Fresh Crew, Space Tourist Arrive at Space Station

Fresh Crew, Space Tourist Arrive at Space Station
The six-member ISS crew during a conference call with Russian ground control shortly after Soyuz docking. (Image credit: NASA TV)

After a two-day orbital chase, a Russian Soyuz spacecraft carrying an American billionaire and two professional cosmonauts caught up to the International Space Station (ISS) Monday, where its arrival was hailed by the outpost's three-astronaut crew.

The Soyuz TMA-10 vehicle delivered U.S. entrepreneur Charles Simonyi, Expedition 15 commander Fyodor Yurchikhin and flight engineer Oleg Kotov to an Earth-facing berth on the space station's Zarya control module at 3:10 p.m. EDT (1910 GMT) while both spacecraft floated above the Ukraine.

Following an earlier than expected hatch opening at 4:30 pm EDT (2030 GMT), the three Soyuz crewmembers entered the ISS, where they were greeted by astronauts on board the space station and congratulated by American and Russian dignitaries on the ground.

"I made about three or four handwritten pages of notes," Simonyi said from inside the Zarya control module. "I'm very anxious to transcribe them. I wrote down practically every interesting moment of the flight."

American TV personality Martha Stewart was also present in the Russian ISS control center in Korolev, Russia to offer her personal congratulations to Simonyi.

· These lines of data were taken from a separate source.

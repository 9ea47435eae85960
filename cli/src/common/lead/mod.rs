//! # SoftSell Lead Form Logic (`common::lead`)
//!
//! File: cli/src/common/lead/mod.rs
//!
//! ## Overview
//!
//! The "sell your license" contact form without its markup:
//!
//! - **`validate`**: `LeadFields` in, `LeadSubmission` or `FieldErrors` out.
//! - **`form`**: `LeadForm`, the submit state machine with its single in-flight guard.
//! - **`sinks`**: the `LeadSubmitter` collaborator trait and its adapters.
//!
//! ```rust
//! let form = LeadForm::new(create_submitter(&cfg.lead)?, Arc::new(ConsoleNotifier));
//! form.set_fields(fields)?;
//! match form.submit().await {
//!     SubmitOutcome::Submitted => {}
//!     SubmitOutcome::Invalid(errors) => { /* show errors per field */ }
//!     SubmitOutcome::Failed | SubmitOutcome::Busy => {}
//! }
//! ```
//!

/// Submit state machine.
pub mod form;
/// Intake collaborators.
pub mod sinks;
/// Field rules.
pub mod validate;

pub use form::{LeadForm, SubmitOutcome};
pub use sinks::{create_submitter, LeadSubmitter};
pub use validate::{validate, FieldErrors, LeadFields};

"I want to thank your two captains for such a safe and beautiful trip," said Stewart, who is a close friend of Simonyi. "I just want you to know that we all think you are intrepid, a pioneer, and above're out of this world."

Crew change on tap

Yurchikhin and Kotov are due to relieve ISS Expedition 14 commander Michael Lopez-Alegria and flight engineer Mikhail Tyurin, who are nearing the end of a six-month mission to the orbital laboratory, during an 11-day series of crew change activities. The cosmonauts will also welcome current Expedition 14 flight engineer Sunita Williams into their Expedition 15 ranks.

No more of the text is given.